#### WORKING DATA ####

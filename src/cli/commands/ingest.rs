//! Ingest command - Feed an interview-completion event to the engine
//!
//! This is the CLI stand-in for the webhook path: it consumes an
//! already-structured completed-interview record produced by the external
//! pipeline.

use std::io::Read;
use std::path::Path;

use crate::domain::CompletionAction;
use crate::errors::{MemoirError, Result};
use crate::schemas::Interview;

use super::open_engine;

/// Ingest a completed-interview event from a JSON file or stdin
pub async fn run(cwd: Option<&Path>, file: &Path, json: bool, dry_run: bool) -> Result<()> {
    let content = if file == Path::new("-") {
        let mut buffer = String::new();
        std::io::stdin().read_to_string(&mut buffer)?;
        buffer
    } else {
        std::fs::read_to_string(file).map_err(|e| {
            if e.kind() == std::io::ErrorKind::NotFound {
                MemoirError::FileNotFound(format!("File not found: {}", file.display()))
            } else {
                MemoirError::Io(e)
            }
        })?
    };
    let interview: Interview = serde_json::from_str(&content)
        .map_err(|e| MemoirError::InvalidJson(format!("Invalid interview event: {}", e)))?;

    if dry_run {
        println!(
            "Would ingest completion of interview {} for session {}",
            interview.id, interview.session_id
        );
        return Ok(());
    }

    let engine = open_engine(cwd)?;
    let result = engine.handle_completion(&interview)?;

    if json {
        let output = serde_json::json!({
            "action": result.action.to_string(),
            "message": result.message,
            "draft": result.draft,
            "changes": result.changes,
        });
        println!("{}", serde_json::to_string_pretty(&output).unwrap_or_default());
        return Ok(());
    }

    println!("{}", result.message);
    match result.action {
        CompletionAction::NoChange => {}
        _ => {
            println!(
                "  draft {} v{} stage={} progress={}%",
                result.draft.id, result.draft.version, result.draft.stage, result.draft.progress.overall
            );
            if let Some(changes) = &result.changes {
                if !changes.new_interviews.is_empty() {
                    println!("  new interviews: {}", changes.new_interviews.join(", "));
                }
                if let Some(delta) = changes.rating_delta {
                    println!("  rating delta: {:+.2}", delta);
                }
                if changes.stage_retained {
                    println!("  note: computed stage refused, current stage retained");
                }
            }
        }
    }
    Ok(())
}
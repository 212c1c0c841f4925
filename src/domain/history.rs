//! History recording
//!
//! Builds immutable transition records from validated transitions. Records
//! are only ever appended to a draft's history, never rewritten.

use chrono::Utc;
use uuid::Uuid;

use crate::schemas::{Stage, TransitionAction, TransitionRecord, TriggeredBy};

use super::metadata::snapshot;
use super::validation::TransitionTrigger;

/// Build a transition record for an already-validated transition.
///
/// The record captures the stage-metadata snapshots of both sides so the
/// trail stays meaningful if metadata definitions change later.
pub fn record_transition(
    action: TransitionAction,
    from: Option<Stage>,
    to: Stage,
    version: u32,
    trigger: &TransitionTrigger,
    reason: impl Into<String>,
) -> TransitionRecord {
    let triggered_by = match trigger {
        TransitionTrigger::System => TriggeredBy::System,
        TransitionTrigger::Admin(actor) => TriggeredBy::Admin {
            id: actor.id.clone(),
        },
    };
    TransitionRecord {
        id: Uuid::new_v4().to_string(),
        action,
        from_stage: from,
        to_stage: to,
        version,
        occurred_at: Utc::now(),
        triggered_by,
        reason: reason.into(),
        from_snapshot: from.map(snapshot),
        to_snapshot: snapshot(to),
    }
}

####

**EXERCISE PROMPT:** Each record shown above must be printed once more, exactly.

**WRITTEN SOLUTION:**
filename src/cli/commands/ingest.rs
//! Ingest command - Feed an interview-completion event to the engine
//!
//! This is the CLI stand-in for the webhook path: it consumes an
//! already-structured completed-interview record produced by the external
//! pipeline.

use std::io::Read;
use std::path::Path;

use crate::domain::CompletionAction;
use crate::errors::{MemoirError, Result};
use crate::schemas::Interview;

use super::open_engine;

/// Ingest a completed-interview event from a JSON file or stdin
pub async fn run(cwd: Option<&Path>, file: &Path, json: bool, dry_run: bool) -> Result<()> {
    let content = if file == Path::new("-") {
        let mut buffer = String::new();
        std::io::stdin().read_to_string(&mut buffer)?;
        buffer
    } else {
        std::fs::read_to_string(file).map_err(|e| {
            if e.kind() == std::io::ErrorKind::NotFound {
                MemoirError::FileNotFound(format!("File not found: {}", file.display()))
            } else {
                MemoirError::Io(e)
            }
        })?
    };
    let interview: Interview = serde_json::from_str(&content)
        .map_err(|e| MemoirError::InvalidJson(format!("Invalid interview event: {}", e)))?;

    if dry_run {
        println!(
            "Would ingest completion of interview {} for session {}",
            interview.id, interview.session_id
        );
        return Ok(());
    }

    let engine = open_engine(cwd)?;
    let result = engine.handle_completion(&interview)?;

    if json {
        let output = serde_json::json!({
            "action": result.action.to_string(),
            "message": result.message,
            "draft": result.draft,
            "changes": result.changes,
        });
        println!("{}", serde_json::to_string_pretty(&output).unwrap_or_default());
        return Ok(());
    }

    println!("{}", result.message);
    match result.action {
        CompletionAction::NoChange => {}
        _ => {
            println!(
                "  draft {} v{} stage={} progress={}%",
                result.draft.id, result.draft.version, result.draft.stage, result.draft.progress.overall
            );
            if let Some(changes) = &result.changes {
                if !changes.new_interviews.is_empty() {
                    println!("  new interviews: {}", changes.new_interviews.join(", "));
                }
                if let Some(delta) = changes.rating_delta {
                    println!("  rating delta: {:+.2}", delta);
                }
                if changes.stage_retained {
                    println!("  note: computed stage refused, current stage retained");
                }
            }
        }
    }
    Ok(())
}
repository 212c1c0c841f4925
filename src/domain/history.rs
//! History recording
//!
//! Builds immutable transition records from validated transitions. Records
//! are only ever appended to a draft's history, never rewritten.

use chrono::Utc;
use uuid::Uuid;

use crate::schemas::{Stage, TransitionAction, TransitionRecord, TriggeredBy};

use super::metadata::snapshot;
use super::validation::TransitionTrigger;

/// Build a transition record for an already-validated transition.
///
/// The record captures the stage-metadata snapshots of both sides so the
/// trail stays meaningful if metadata definitions change later.
pub fn record_transition(
    action: TransitionAction,
    from: Option<Stage>,
    to: Stage,
    version: u32,
    trigger: &TransitionTrigger,
    reason: impl Into<String>,
) -> TransitionRecord {
    let triggered_by = match trigger {
        TransitionTrigger::System => TriggeredBy::System,
        TransitionTrigger::Admin(actor) => TriggeredBy::Admin {
            id: actor.id.clone(),
        },
    };
    TransitionRecord {
        id: Uuid::new_v4().to_string(),
        action,
        from_stage: from,
        to_stage: to,
        version,
        occurred_at: Utc::now(),
        triggered_by,
        reason: reason.into(),
        from_snapshot: from.map(snapshot),
        to_snapshot: snapshot(to),
    }
}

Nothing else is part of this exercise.